Algo iba terriblemente mal.
Michael siempre dedicaba el final del día a navegar y responder a la interminable cascada de correos electrónicos que le enviaban sus colegas de departamento, los alumnos a los que dirigía en sus tesis de fin de carrera y los compañeros de investigación de varios proyectos en los que participaba. Era una tarea que odiaba, pero que nadie más podía hacer por él. Como decía siempre, eso nada más que era un pequeño peaje a pagar para poder dedicarse al mejor trabajo del mundo: ser profesor del departamento de lenguas clásicas en Princeton. Solo conocía una persona a la que le gustasen menos todos esos galimatías informáticos que a él: su amigo Stephen. Por eso esa noche, cuando llegó cansado de la universidad y vio su correo, lo abrió inmediatamente. Apenas hacía unas horas que lo había dejado en el departamento. ¿Qué necesitaba decirle que no le hubiese dicho esa tarde y que no pudiese esperar hasta el día siguiente? A medida que leía el mensaje, los sorprendidos ojos de Michael se abrían más y más. No podía ser verdad. Stephen tenía que haberse vuelto loco.

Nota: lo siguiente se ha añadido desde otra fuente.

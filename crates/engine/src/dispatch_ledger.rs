use std::collections::BTreeSet;
use std::sync::Arc;

use chrono::Utc;
use serde::{Deserialize, Serialize};
use tera::{Context, Tera};
use tracing::{error, info, warn};

use rfpdesk_core::audit::{AuditCategory, AuditEvent, AuditOutcome, AuditSink};
use rfpdesk_core::collaborators::{CollaboratorError, MailSender, OutboundEmail, VendorDirectory};
use rfpdesk_core::domain::dispatch::{DispatchKey, DispatchRecord, DispatchStats, DispatchStatus};
use rfpdesk_core::domain::template::{EmailTemplate, TemplateId};
use rfpdesk_core::domain::vendor::{VendorId, VendorProfile};
use rfpdesk_core::errors::{ApplicationError, ErrorKind};
use rfpdesk_db::{DispatchRepository, TemplateRepository};

use crate::context::CallContext;
use crate::locks::KeyedLocks;

/// Per-vendor result inside a batch dispatch.
#[derive(Clone, Debug, PartialEq, Eq, Serialize, Deserialize)]
#[serde(tag = "outcome", rename_all = "snake_case")]
pub enum VendorDispatch {
    Dispatched { vendor_id: VendorId, record: DispatchRecord },
    Rejected { vendor_id: VendorId, kind: ErrorKind, message: String },
}

impl VendorDispatch {
    pub fn vendor_id(&self) -> VendorId {
        match self {
            Self::Dispatched { vendor_id, .. } | Self::Rejected { vendor_id, .. } => *vendor_id,
        }
    }
}

#[derive(Clone, Debug, PartialEq, Eq, Serialize, Deserialize)]
pub struct DispatchBatch {
    pub template_id: TemplateId,
    pub results: Vec<VendorDispatch>,
    pub stats: DispatchStats,
}

/// The (template, vendor) send ledger.
pub struct DispatchLedger {
    templates: Arc<dyn TemplateRepository>,
    dispatches: Arc<dyn DispatchRepository>,
    directory: Arc<dyn VendorDirectory>,
    mail: Arc<dyn MailSender>,
    locks: Arc<KeyedLocks<DispatchKey>>,
    audit: Arc<dyn AuditSink>,
}

impl DispatchLedger {
    pub fn new(
        templates: Arc<dyn TemplateRepository>,
        dispatches: Arc<dyn DispatchRepository>,
        directory: Arc<dyn VendorDirectory>,
        mail: Arc<dyn MailSender>,
        locks: Arc<KeyedLocks<DispatchKey>>,
        audit: Arc<dyn AuditSink>,
    ) -> Self {
        Self { templates, dispatches, directory, mail, locks, audit }
    }

    /// Sends the template to one vendor at most once.
    ///
    /// A record already `Sent` is returned unchanged. A send failure is not an error
    /// here: the record comes back `Failed` and a later call retries it.
    pub async fn dispatch(
        &self,
        ctx: &CallContext,
        template_id: &TemplateId,
        vendor_id: VendorId,
    ) -> Result<DispatchRecord, ApplicationError> {
        let template = self.template(template_id).await?;
        let key = DispatchKey::new(template_id.clone(), vendor_id);
        let _guard = self.locks.lock(&key).await;

        let existing = self.dispatches.find(&key).await?;
        if let Some(record) = existing.as_ref().filter(|record| record.is_sent()) {
            info!(
                event_name = "engine.dispatch.already_sent",
                correlation_id = %ctx.correlation_id,
                template_id = %template_id.0,
                vendor_id = vendor_id.0,
                "dispatch already sent; returning existing record"
            );
            return Ok(record.clone());
        }

        let vendor = self.directory.get_by_id(vendor_id).await.map_err(|error| match error {
            CollaboratorError::NotFound(_) => ApplicationError::not_found("vendor", vendor_id),
            other => other.into(),
        })?;

        let mut record = match existing {
            Some(failed) => failed,
            None => {
                let pending = DispatchRecord::pending(
                    key.clone(),
                    template.owner.clone(),
                    vendor.contact.name.clone(),
                    vendor.contact.email.clone(),
                    Utc::now(),
                );
                self.dispatches.save(pending.clone()).await?;
                pending
            }
        };

        let email = OutboundEmail {
            from: template.owner.clone(),
            to: record.vendor_email.clone(),
            subject: template.subject.clone(),
            body: render_body(&template, &vendor),
            attachments: Vec::new(),
        };

        let audit_context = ctx.template(template_id).with_vendor(vendor_id);
        match self.mail.send(&email).await {
            Ok(receipt) => {
                record.mark_sent(receipt.thread_id, receipt.message_id, Utc::now())?;
                if let Err(error) = self.dispatches.save(record.clone()).await {
                    // the mail is out but the ledger still says Pending; keep the receipt
                    // so the record can be reconciled by hand before any retry
                    let thread_id = record.thread_id.clone().unwrap_or_default();
                    let message_id = record.message_id.clone().unwrap_or_default();
                    error!(
                        event_name = "engine.dispatch.receipt_unsaved",
                        correlation_id = %ctx.correlation_id,
                        template_id = %template_id.0,
                        vendor_id = vendor_id.0,
                        thread_id = %thread_id,
                        message_id = %message_id,
                        error = %error,
                        "template sent but the dispatch record could not be saved"
                    );
                    self.audit.emit(
                        AuditEvent::from_context(
                            &audit_context,
                            "dispatch.receipt_unsaved",
                            AuditCategory::Dispatch,
                            AuditOutcome::Failed,
                        )
                        .with_metadata("thread_id", thread_id)
                        .with_metadata("message_id", message_id),
                    );
                    return Err(error.into());
                }
                info!(
                    event_name = "engine.dispatch.sent",
                    correlation_id = %ctx.correlation_id,
                    template_id = %template_id.0,
                    vendor_id = vendor_id.0,
                    attempts = record.attempts,
                    "template dispatched to vendor"
                );
                self.audit.emit(
                    AuditEvent::from_context(
                        &audit_context,
                        "dispatch.sent",
                        AuditCategory::Dispatch,
                        AuditOutcome::Success,
                    )
                    .with_metadata("thread_id", record.thread_id.clone().unwrap_or_default()),
                );
            }
            Err(error) => {
                record.mark_failed(error.to_string(), Utc::now())?;
                self.dispatches.save(record.clone()).await?;
                warn!(
                    event_name = "engine.dispatch.failed",
                    correlation_id = %ctx.correlation_id,
                    template_id = %template_id.0,
                    vendor_id = vendor_id.0,
                    attempts = record.attempts,
                    error = %error,
                    "template dispatch failed"
                );
                self.audit.emit(
                    AuditEvent::from_context(
                        &audit_context,
                        "dispatch.failed",
                        AuditCategory::Dispatch,
                        AuditOutcome::Failed,
                    )
                    .with_metadata("reason", error.to_string()),
                );
            }
        }
        Ok(record)
    }

    /// Dispatches to each listed vendor once, in order. One vendor's error never stops
    /// the others.
    pub async fn dispatch_many(
        &self,
        ctx: &CallContext,
        template_id: &TemplateId,
        vendor_ids: &[VendorId],
    ) -> Result<DispatchBatch, ApplicationError> {
        self.template(template_id).await?;

        let mut seen = BTreeSet::new();
        let mut results = Vec::with_capacity(vendor_ids.len());
        for vendor_id in vendor_ids.iter().copied().filter(|id| seen.insert(*id)) {
            let result = match self.dispatch(ctx, template_id, vendor_id).await {
                Ok(record) => VendorDispatch::Dispatched { vendor_id, record },
                Err(error) => VendorDispatch::Rejected {
                    vendor_id,
                    kind: error.kind(),
                    message: error.to_string(),
                },
            };
            results.push(result);
        }

        let stats = DispatchStats::tally(results.iter().filter_map(|result| match result {
            VendorDispatch::Dispatched { record, .. } => Some(record),
            VendorDispatch::Rejected { .. } => None,
        }));
        Ok(DispatchBatch { template_id: template_id.clone(), results, stats })
    }

    pub async fn stats_for_template(
        &self,
        template_id: &TemplateId,
    ) -> Result<DispatchStats, ApplicationError> {
        let records = self.records(template_id).await?;
        Ok(DispatchStats::tally(records.iter()))
    }

    /// The template's ledger, by vendor id.
    pub async fn records(
        &self,
        template_id: &TemplateId,
    ) -> Result<Vec<DispatchRecord>, ApplicationError> {
        self.template(template_id).await?;
        Ok(self.dispatches.list_for_template(template_id).await?)
    }

    pub async fn sent_records(
        &self,
        template_id: &TemplateId,
    ) -> Result<Vec<DispatchRecord>, ApplicationError> {
        let records = self.records(template_id).await?;
        Ok(records.into_iter().filter(|record| record.status == DispatchStatus::Sent).collect())
    }

    async fn template(&self, template_id: &TemplateId) -> Result<EmailTemplate, ApplicationError> {
        self.templates
            .find_by_id(template_id)
            .await?
            .ok_or_else(|| ApplicationError::not_found("template", &template_id.0))
    }
}

/// Fills `{{ vendor_name }}`, `{{ vendor_company }}` and `{{ vendor_email }}`.
/// A body that does not render is sent as written.
pub fn render_body(template: &EmailTemplate, vendor: &VendorProfile) -> String {
    let mut context = Context::new();
    context.insert("vendor_name", &vendor.contact.name);
    context.insert(
        "vendor_company",
        vendor.contact.company.as_deref().unwrap_or(vendor.contact.name.as_str()),
    );
    context.insert("vendor_email", &vendor.contact.email);

    match Tera::one_off(&template.body, &context, false) {
        Ok(rendered) => rendered,
        Err(error) => {
            warn!(
                event_name = "engine.dispatch.render_fallback",
                template_id = %template.id.0,
                vendor_id = vendor.id.0,
                error = %error,
                "template body did not render; sending raw body"
            );
            template.body.clone()
        }
    }
}
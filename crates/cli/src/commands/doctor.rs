use rfpdesk_agent::{HttpLlmClient, HttpMailGateway};
use rfpdesk_core::config::{AppConfig, LlmProvider, LoadOptions, MailTransport};
use rfpdesk_db::{connect_with_config, migrations::MIGRATOR, DbPool};
use serde::Serialize;

use crate::commands::{CommandResult, EXIT_ACTION};

#[derive(Clone, Copy, Debug, PartialEq, Eq, Serialize)]
#[serde(rename_all = "snake_case")]
enum CheckStatus {
    Pass,
    Fail,
    Skipped,
}

#[derive(Debug, Serialize)]
struct DoctorCheck {
    name: &'static str,
    status: CheckStatus,
    details: String,
}

#[derive(Debug, Serialize)]
struct DoctorReport {
    command: &'static str,
    overall_status: CheckStatus,
    summary: String,
    checks: Vec<DoctorCheck>,
}

/// `--json` prints the report itself; otherwise one line per check.
pub fn run(json_output: bool) -> CommandResult {
    let report = build_report();
    let exit_code = if report.overall_status == CheckStatus::Pass { 0 } else { EXIT_ACTION };

    let output = if json_output {
        serde_json::to_string_pretty(&report).unwrap_or_else(|error| {
            format!(
                "{{\"command\":\"doctor\",\"overall_status\":\"fail\",\"summary\":\"doctor serialization failed\",\"error\":\"{}\"}}",
                escape_json(&error.to_string())
            )
        })
    } else {
        render_human(&report)
    };
    CommandResult { exit_code, output }
}

fn build_report() -> DoctorReport {
    let mut checks = Vec::new();

    match AppConfig::load(LoadOptions::default()) {
        Ok(config) => {
            checks.push(DoctorCheck {
                name: "config_validation",
                status: CheckStatus::Pass,
                details: "configuration loaded and validated".to_string(),
            });
            checks.push(check_llm(&config));
            checks.push(check_mail(&config));
            checks.extend(check_database(&config));
        }
        Err(error) => {
            checks.push(DoctorCheck {
                name: "config_validation",
                status: CheckStatus::Fail,
                details: error.to_string(),
            });
            for name in ["llm_readiness", "mail_readiness", "database_connectivity", "schema_migrations"] {
                checks.push(DoctorCheck {
                    name,
                    status: CheckStatus::Skipped,
                    details: "skipped because configuration did not load".to_string(),
                });
            }
        }
    }

    let all_pass = checks.iter().all(|check| check.status == CheckStatus::Pass);
    let overall_status = if all_pass { CheckStatus::Pass } else { CheckStatus::Fail };
    let summary = if all_pass {
        "doctor: all readiness checks passed".to_string()
    } else {
        "doctor: one or more readiness checks failed".to_string()
    };

    DoctorReport { command: "doctor", overall_status, summary, checks }
}

fn check_llm(config: &AppConfig) -> DoctorCheck {
    if config.llm.provider == LlmProvider::Rules {
        return DoctorCheck {
            name: "llm_readiness",
            status: CheckStatus::Pass,
            details: "rule-based extraction, no model endpoint needed".to_string(),
        };
    }
    match HttpLlmClient::from_config(&config.llm) {
        Ok(client) => DoctorCheck {
            name: "llm_readiness",
            status: CheckStatus::Pass,
            details: format!(
                "{} model `{}` at {}",
                config.llm.provider.as_str(),
                config.llm.model,
                client.endpoint()
            ),
        },
        Err(error) => DoctorCheck {
            name: "llm_readiness",
            status: CheckStatus::Fail,
            details: format!("{error:#}"),
        },
    }
}

fn check_mail(config: &AppConfig) -> DoctorCheck {
    match config.mail.transport {
        MailTransport::Loopback => DoctorCheck {
            name: "mail_readiness",
            status: CheckStatus::Pass,
            details: "loopback transport; mail stays inside the server process".to_string(),
        },
        MailTransport::Gateway => match HttpMailGateway::from_config(&config.mail) {
            Ok(_) => DoctorCheck {
                name: "mail_readiness",
                status: CheckStatus::Pass,
                details: format!(
                    "mail gateway at {}",
                    config.mail.gateway_url.as_deref().unwrap_or_default()
                ),
            },
            Err(error) => DoctorCheck {
                name: "mail_readiness",
                status: CheckStatus::Fail,
                details: format!("{error:#}"),
            },
        },
    }
}

fn check_database(config: &AppConfig) -> Vec<DoctorCheck> {
    let runtime = match tokio::runtime::Builder::new_current_thread().enable_all().build() {
        Ok(runtime) => runtime,
        Err(error) => {
            return vec![DoctorCheck {
                name: "database_connectivity",
                status: CheckStatus::Fail,
                details: format!("failed to initialize async runtime: {error}"),
            }];
        }
    };

    runtime.block_on(async {
        let pool = match connect_with_config(&config.database).await {
            Ok(pool) => pool,
            Err(error) => {
                return vec![
                    DoctorCheck {
                        name: "database_connectivity",
                        status: CheckStatus::Fail,
                        details: format!("failed to connect to database: {error}"),
                    },
                    DoctorCheck {
                        name: "schema_migrations",
                        status: CheckStatus::Skipped,
                        details: "skipped because the database is unreachable".to_string(),
                    },
                ];
            }
        };

        let checks = vec![
            DoctorCheck {
                name: "database_connectivity",
                status: CheckStatus::Pass,
                details: format!("connected using `{}`", config.database.url),
            },
            check_schema(&pool).await,
        ];
        pool.close().await;
        checks
    })
}

async fn check_schema(pool: &DbPool) -> DoctorCheck {
    let expected = MIGRATOR
        .iter()
        .filter(|migration| !migration.migration_type.is_down_migration())
        .count() as i64;
    let applied = sqlx::query_scalar::<_, i64>(
        "SELECT COUNT(*) FROM _sqlx_migrations WHERE success = 1",
    )
    .fetch_one(pool)
    .await;

    match applied {
        Ok(applied) if applied >= expected => DoctorCheck {
            name: "schema_migrations",
            status: CheckStatus::Pass,
            details: format!("{applied} of {expected} migrations applied"),
        },
        Ok(applied) => DoctorCheck {
            name: "schema_migrations",
            status: CheckStatus::Fail,
            details: format!("{applied} of {expected} migrations applied; run `rfpdesk migrate`"),
        },
        Err(_) => DoctorCheck {
            name: "schema_migrations",
            status: CheckStatus::Fail,
            details: "no migration history found; run `rfpdesk migrate`".to_string(),
        },
    }
}

fn render_human(report: &DoctorReport) -> String {
    let mut lines = Vec::new();
    lines.push(report.summary.clone());

    for check in &report.checks {
        let marker = match check.status {
            CheckStatus::Pass => "ok",
            CheckStatus::Fail => "fail",
            CheckStatus::Skipped => "skip",
        };
        lines.push(format!("- [{marker}] {}: {}", check.name, check.details));
    }

    lines.join("\n")
}

fn escape_json(value: &str) -> String {
    value.replace('\\', "\\\\").replace('"', "\\\"")
}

Hacía un par de meses que un equipo de investigación de la universidad de Sevilla se había puesto en contacto con ellos para solicitar ayuda con un descubrimiento que había revolucionado el mundo científico. El equipo, coordinado por el doctor Valentín Requena, había dedicado sus esfuerzos a estudiar una de las grandes incógnitas de la historia: el motivo por el que la Orden del Temple había pasado de ser el poderoso brazo armado de la cristiandad a una organización perseguida cuyos miembros habían llegado a ser prácticamente aniquilados y sus riquezas repartidas como botín de guerra. Y para intentar desvelar ese misterio habían comenzado por estudiar con detenimiento las actas de la Santa Inquisición cuyas fechas se correspondían en el tiempo con el ocaso de la Orden. Lo que los sevillanos habían averiguado arrojaba una nueva luz sobre los hechos de aquella época.
La Orden de los Pobres Caballeros de Cristo y del Templo de Salomón, tal y como había sido conocida inicialmente, se había fundado con la misión de proteger a los peregrinos que viajaban a Tierra Santa, pero también perseguía fines más oscuros y menos conocidos, como el de destruir todo lo que atentase contra la doctrina de la Iglesia. Hasta que llegó un momento en que los puntos de vista de la Iglesia y de la Orden sobre aquello que debía considerarse herejía eran tan distantes que los últimos grandes maestres del Temple, abrumados ante la posibilidad de que pudiesen llegar a perderse cientos de años de ciencia y de arte, y que eso acabase por sumir a Occidente en una era de oscurantismo y tinieblas similar a la que había sucedido a la destrucción de la biblioteca de Alejandría, tomaron la determinación de limitarse a esconder todo lo que la Iglesia consideraba peligroso, a la espera de que llegasen tiempos mejores en los que la cordura pusiera las cosas de nuevo en su sitio.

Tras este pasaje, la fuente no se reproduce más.